Sunday, December 7, 2008

So I thought Saturday was going to be a lot harder than Friday but surprisingly it was not. I think the main reason that it was not as hard was because I had so much studying and homework to do for finals that I didn’t even really have time to do anything else. Plus on top of working Saturday night, all of that took up most of my day. The only part of my day that I would say was hard was the morning because I tend to wake up early and I was bored to death from about 9 to 4pm.
One of the hardest things to give up during this experiment was definitely my phone. I have my phone with me all day and I felt completely naked without it. It was so annoying because the last two days when I did not have my phone I was constantly wondering who had called me or who had text messaged me. It’s so crazy how much I rely on my phone during the day. I cannot imagine what it would be like to have my phone taken away for me or what it was like when there were no cell phones! The second thing that was the hardest for me was the TV. Like I said, I live alone so when I have nothing to do at home I usually watch TV. It takes up my time and it is really all I have to do when I’m home other than homework.
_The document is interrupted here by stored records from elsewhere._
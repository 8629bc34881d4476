//! Question selection: full draws and lock-aware partial reshuffles.
//!
//! Both functions are pure over their inputs and take the RNG explicitly, so
//! tests can pin a seed. The session layer decides which to call and what
//! side effects (clearing answers/locks) go with it.

use std::collections::HashSet;

use rand::Rng;
use rand::seq::SliceRandom;

/// Number of questions on a card.
pub const SELECTION_SIZE: usize = 6;

/// Candidates in pool order with repeats and `exclude`d entries removed.
fn distinct_candidates(candidates: &[String], exclude: &HashSet<&str>) -> Vec<String> {
    let mut seen: HashSet<&str> = HashSet::with_capacity(candidates.len());
    candidates
        .iter()
        .filter(|q| !exclude.contains(q.as_str()) && seen.insert(q.as_str()))
        .cloned()
        .collect()
}

/// Split slot indices into (locked, unlocked), both in slot order.
pub fn partition_slots<F>(selection: &[String], is_locked: F) -> (Vec<usize>, Vec<usize>)
where
    F: Fn(&str) -> bool,
{
    (0..selection.len()).partition(|&i| is_locked(&selection[i]))
}

/// Discard the previous selection and draw up to six distinct questions.
pub fn full_reshuffle<R: Rng + ?Sized>(candidates: &[String], rng: &mut R) -> Vec<String> {
    let mut shuffled = distinct_candidates(candidates, &HashSet::new());
    shuffled.shuffle(rng);
    shuffled.truncate(SELECTION_SIZE);
    shuffled
}

/// Replace every unlocked slot of `current` with a question not already on
/// the card. Locked slots keep their question and index.
///
/// When fewer fresh candidates exist than unlocked slots, the trailing
/// unlocked slots keep their stale question. An empty `current` is a first
/// draw and behaves like [`full_reshuffle`].
pub fn reshuffle<R, F>(candidates: &[String], current: &[String], is_locked: F, rng: &mut R) -> Vec<String>
where
    R: Rng + ?Sized,
    F: Fn(&str) -> bool,
{
    if current.is_empty() {
        return full_reshuffle(candidates, rng);
    }

    let mut next: Vec<String> = current.iter().take(SELECTION_SIZE).cloned().collect();

    let on_card: HashSet<&str> = current.iter().map(String::as_str).collect();
    let mut available = distinct_candidates(candidates, &on_card);
    available.shuffle(rng);
    let mut fresh = available.into_iter();

    let (_, unlocked) = partition_slots(&next, &is_locked);
    for idx in unlocked {
        match fresh.next() {
            Some(q) => next[idx] = q,
            None => break,
        }
    }

    // Short card (small pool at first draw): top up from what's left.
    while next.len() < SELECTION_SIZE {
        match fresh.next() {
            Some(q) => next.push(q),
            None => break,
        }
    }

    next
}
So one of the things that I did instead of watch TV was go work out in the gym in my apartment complex. But other than that I admit that I did slip a little on Saturday as well as Friday. But it was not as much as I did on Friday. Using the computer and listening to music were not as bad. The only time I listen to music is in the car and everywhere I went was usually not any more than 15 minutes. And I rarely use the computer for anything else than homework. And I don’t really read for leisure that often so those ones were not as bad.
I think that this experiment definitely helped me a lot. It helped me realize that although these things are not essential in our lives, they are very important. Even though I felt like I would die without my phone or my TV, I know I wouldn’t. It makes me realize how lucky I really am to live in a time where these things are available to us at all times. I know now that I have taken them for granted.